Effect of epistasis on the fitness penalty incurred by primary resistance mutations. For each of the three primary HIV protease mutations described in Chang and Torbett (2011), two Potts statistical energies are computed for all observed sequences containing that mutation: E_seq, the energy of the sequence with that mutation and E_reversion, the energy with that primary mutation reverted to wildtype. This Potts energy difference, $\Delta E=E_{\text{seq}}-E_{\text{reversion}}$ is shown versus Hamming distance from the wildtype including only PI-associated positions. Ordinate scales are given in both relative probability of reversion $\text{exp}\hspace{0.17em}(-\Delta E)$ (left) and $\Delta E$ (right). Energy differences corresponding to sequences with the same Hamming distance from wildtype are displayed as a boxplot, with mean values marked as squares, first, second, and third quartiles shown as horizontal lines forming the boxes, and whiskers extend 1.5 times the interquartile range or to the most extreme values if they lie within this range.
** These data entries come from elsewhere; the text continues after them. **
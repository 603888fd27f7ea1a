use liars_core::game::match_state::{DEFAULT_DICE_PER_SEAT, MAX_DICE_PER_SEAT};
use liars_core::model::seat::MAX_SEATS;
use serde::{Deserialize, Serialize};
use std::collections::HashSet;
use std::fs::File;
use std::io::BufReader;
use std::path::{Path, PathBuf};
use thiserror::Error;
use tracing::Level;

const DEFAULT_SEAT_ROTATIONS: usize = 1;
const DEFAULT_LATENCY_BUDGET_MS: u64 = 50;
const RUN_ID_ALLOWED: &str = "abcdefghijklmnopqrstuvwxyzABCDEFGHIJKLMNOPQRSTUVWXYZ0123456789._-";

/// Root benchmark configuration loaded from YAML.
#[derive(Debug, Clone, Deserialize, PartialEq)]
pub struct BenchmarkConfig {
    pub run_id: String,
    pub games: GamesConfig,
    pub agents: Vec<AgentConfig>,
    pub outputs: OutputsConfig,
    #[serde(default)]
    pub metrics: MetricsConfig,
    #[serde(default)]
    pub logging: LoggingConfig,
}

impl BenchmarkConfig {
    /// Load configuration from a YAML file on disk.
    pub fn from_path(path: impl AsRef<Path>) -> Result<Self, ConfigError> {
        let path = path.as_ref();
        let path_buf = path.to_path_buf();
        let file = File::open(path).map_err(|source| ConfigError::Read {
            source,
            path: path_buf.clone(),
        })?;
        let reader = BufReader::new(file);
        let mut cfg: BenchmarkConfig =
            serde_yaml::from_reader(reader).map_err(|source| ConfigError::Parse {
                source,
                path: path_buf.clone(),
            })?;
        cfg.validate().map_err(|source| ConfigError::Invalid {
            path: path_buf,
            source,
        })?;
        Ok(cfg)
    }

    /// Validate the configuration without performing I/O.
    pub fn validate(&mut self) -> Result<(), ValidationError> {
        validate_run_id(&self.run_id)?;
        self.games.validate(self.agents.len())?;
        self.outputs.validate(&self.run_id)?;
        self.metrics.validate(&self.agents)?;
        self.logging.normalize();
        validate_agents(&mut self.agents)?;
        Ok(())
    }

    /// Resolve `{run_id}` placeholders into concrete paths.
    pub fn resolved_outputs(&self) -> ResolvedOutputs {
        ResolvedOutputs {
            jsonl: resolve_template(&self.run_id, &self.outputs.jsonl),
            summary_md: resolve_template(&self.run_id, &self.outputs.summary_md),
            plots_dir: resolve_template(&self.run_id, &self.outputs.plots_dir),
        }
    }
}

/// How many games to play and under which table rules.
#[derive(Debug, Clone, Deserialize, PartialEq)]
pub struct GamesConfig {
    pub seed: Option<u64>,
    pub count: usize,
    #[serde(default = "default_dice_per_seat")]
    pub dice_per_seat: u8,
    #[serde(default)]
    pub wild: bool,
    /// Seat orders each game seed is replayed under.
    #[serde(default = "default_rotations")]
    pub rotations: usize,
}

impl GamesConfig {
    fn validate(&self, agents: usize) -> Result<(), ValidationError> {
        if self.count == 0 {
            return Err(ValidationError::InvalidField {
                field: "games.count".to_string(),
                message: "number of games must be greater than zero".to_string(),
            });
        }

        if self.dice_per_seat == 0 || self.dice_per_seat > MAX_DICE_PER_SEAT {
            return Err(ValidationError::InvalidField {
                field: "games.dice_per_seat".to_string(),
                message: format!("dice per seat must be between 1 and {MAX_DICE_PER_SEAT}"),
            });
        }

        if self.rotations == 0 {
            return Err(ValidationError::InvalidField {
                field: "games.rotations".to_string(),
                message: "rotations must be at least 1".to_string(),
            });
        }

        if agents > 0 && self.rotations > agents {
            return Err(ValidationError::InvalidField {
                field: "games.rotations".to_string(),
                message: format!("at most {agents} distinct rotations exist for {agents} agents"),
            });
        }

        Ok(())
    }
}

fn default_dice_per_seat() -> u8 {
    DEFAULT_DICE_PER_SEAT
}

fn default_rotations() -> usize {
    DEFAULT_SEAT_ROTATIONS
}

/// Definition of a tournament participant.
#[derive(Debug, Clone, Deserialize, PartialEq)]
pub struct AgentConfig {
    pub name: String,
    pub kind: AgentKind,
    #[serde(default)]
    pub params: serde_yaml::Value,
}

#[derive(Debug, Clone, Copy, Deserialize, Serialize, PartialEq, Eq)]
#[serde(rename_all = "snake_case")]
pub enum AgentKind {
    /// Distribution-model bot with a personality.
    Probabilistic,
}

impl AgentKind {
    pub fn as_str(self) -> &'static str {
        match self {
            AgentKind::Probabilistic => "probabilistic",
        }
    }
}

/// Output artifact configuration.
#[derive(Debug, Clone, Deserialize, PartialEq)]
pub struct OutputsConfig {
    pub jsonl: String,
    pub summary_md: String,
    pub plots_dir: String,
}

impl OutputsConfig {
    fn validate(&self, run_id: &str) -> Result<(), ValidationError> {
        for (label, value) in [
            ("outputs.jsonl", &self.jsonl),
            ("outputs.summary_md", &self.summary_md),
            ("outputs.plots_dir", &self.plots_dir),
        ] {
            if value.trim().is_empty() {
                return Err(ValidationError::InvalidField {
                    field: label.to_string(),
                    message: "path must not be empty".to_string(),
                });
            }

            let resolved = resolve_template(run_id, value);
            if resolved.components().count() == 0 {
                return Err(ValidationError::InvalidField {
                    field: label.to_string(),
                    message: "resolved path is invalid".to_string(),
                });
            }
        }
        Ok(())
    }
}

/// Metrics configuration block.
#[derive(Debug, Clone, Deserialize, PartialEq)]
pub struct MetricsConfig {
    #[serde(default)]
    pub baseline: Option<String>,
    /// Average milliseconds a bot may spend per decision.
    #[serde(default = "default_latency_budget_ms")]
    pub latency_budget_ms: u64,
}

impl Default for MetricsConfig {
    fn default() -> Self {
        Self {
            baseline: None,
            latency_budget_ms: DEFAULT_LATENCY_BUDGET_MS,
        }
    }
}

impl MetricsConfig {
    fn validate(&self, agents: &[AgentConfig]) -> Result<(), ValidationError> {
        let Some(baseline) = self.baseline.as_ref() else {
            return Err(ValidationError::InvalidField {
                field: "metrics.baseline".to_string(),
                message: "baseline agent must be specified".to_string(),
            });
        };

        if !agents.iter().any(|a| &a.name == baseline) {
            return Err(ValidationError::InvalidField {
                field: "metrics.baseline".to_string(),
                message: format!("baseline agent '{baseline}' is not defined in agents list"),
            });
        }

        if self.latency_budget_ms == 0 {
            return Err(ValidationError::InvalidField {
                field: "metrics.latency_budget_ms".to_string(),
                message: "latency budget must be greater than zero".to_string(),
            });
        }

        Ok(())
    }
}

fn default_latency_budget_ms() -> u64 {
    DEFAULT_LATENCY_BUDGET_MS
}

/// Logging configuration defaults to disabled structured logs.
#[derive(Debug, Clone, Deserialize, PartialEq)]
pub struct LoggingConfig {
    #[serde(default)]
    pub enable_structured: bool,
    #[serde(default = "default_tracing_level")]
    pub tracing_level: String,
    /// Keep per-decision bot events in the telemetry log.
    #[serde(default = "default_true")]
    pub decision_details: bool,
}

impl Default for LoggingConfig {
    fn default() -> Self {
        Self {
            enable_structured: false,
            tracing_level: default_tracing_level(),
            decision_details: true,
        }
    }
}

impl LoggingConfig {
    fn normalize(&mut self) {
        if self.tracing_level.trim().is_empty() {
            self.tracing_level = default_tracing_level();
        }
    }

    pub fn level(&self) -> Option<Level> {
        match self.tracing_level.to_ascii_lowercase().as_str() {
            "trace" => Some(Level::TRACE),
            "debug" => Some(Level::DEBUG),
            "info" => Some(Level::INFO),
            "warn" | "warning" => Some(Level::WARN),
            "error" => Some(Level::ERROR),
            _ => None,
        }
    }
}

fn default_tracing_level() -> String {
    "info".to_string()
}

fn default_true() -> bool {
    true
}

fn validate_run_id(run_id: &str) -> Result<(), ValidationError> {
    if run_id.trim().is_empty() {
        return Err(ValidationError::InvalidField {
            field: "run_id".to_string(),
            message: "run_id must not be empty".to_string(),
        });
    }

    if !run_id.chars().all(|c| RUN_ID_ALLOWED.contains(c)) {
        return Err(ValidationError::InvalidField {
            field: "run_id".to_string(),
            message: "run_id may only contain alphanumeric characters, '.', '_' or '-'".to_string(),
        });
    }

    Ok(())
}

fn validate_agents(agents: &mut [AgentConfig]) -> Result<(), ValidationError> {
    if agents.len() < 2 || agents.len() > MAX_SEATS {
        return Err(ValidationError::InvalidField {
            field: "agents".to_string(),
            message: format!("between 2 and {MAX_SEATS} agents must be specified"),
        });
    }

    let mut seen = HashSet::new();
    for agent in agents.iter_mut() {
        if agent.name.trim().is_empty() {
            return Err(ValidationError::InvalidField {
                field: "agents.name".to_string(),
                message: "agent name must not be empty".to_string(),
            });
        }

        if !agent.name.chars().all(|c| RUN_ID_ALLOWED.contains(c)) {
            return Err(ValidationError::InvalidField {
                field: format!("agents[{}].name", agent.name),
                message: "agent name contains invalid characters".to_string(),
            });
        }

        if !seen.insert(agent.name.clone()) {
            return Err(ValidationError::InvalidField {
                field: "agents".to_string(),
                message: format!("agent name '{}' defined more than once", agent.name),
            });
        }

        if agent.params.is_null() {
            agent.params = serde_yaml::Value::Mapping(Default::default());
        }
    }

    Ok(())
}

fn resolve_template(run_id: &str, template: &str) -> PathBuf {
    let replaced = template.replace("{run_id}", run_id);
    PathBuf::from(replaced)
}

/// Fully resolved output paths.
#[derive(Debug, Clone, PartialEq, Eq)]
pub struct ResolvedOutputs {
    pub jsonl: PathBuf,
    pub summary_md: PathBuf,
    pub plots_dir: PathBuf,
}

/// Errors surfaced when loading configuration files.
#[derive(Debug, Error)]
pub enum ConfigError {
    #[error("failed to read config {path:?}: {source}")]
    Read {
        #[source]
        source: std::io::Error,
        path: PathBuf,
    },
    #[error("failed to parse config {path:?}: {source}")]
    Parse {
        #[source]
        source: serde_yaml::Error,
        path: PathBuf,
    },
    #[error("invalid configuration in {path:?}: {source}")]
    Invalid {
        path: PathBuf,
        source: ValidationError,
    },
}

impl ConfigError {
    pub fn path(&self) -> &Path {
        match self {
            ConfigError::Read { path, .. }
            | ConfigError::Parse { path, .. }
            | ConfigError::Invalid { path, .. } => path.as_path(),
        }
    }
}

/// Validation failures captured with contextual metadata.
#[derive(Debug, Error)]
pub enum ValidationError {
    #[error("{field}: {message}")]
    InvalidField { field: String, message: String },
}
Outlier energy differences are shown as “x”s. Box sample sizes are shown as a histogram along the horizontal axes with minima/maxima 1/161, 2/103, and 1/202 for V82A, I84V, and L90M, respectively. Energy differences below (above) the dashed line on the ordinate correspond to fitness gain (penalty) upon reversion to wildtype. Although primary resistance mutations initially destabilize the protease, as mutations accumulate, the primary resistance mutations become entrenched, meaning their reversion becomes destabilizing to the protein.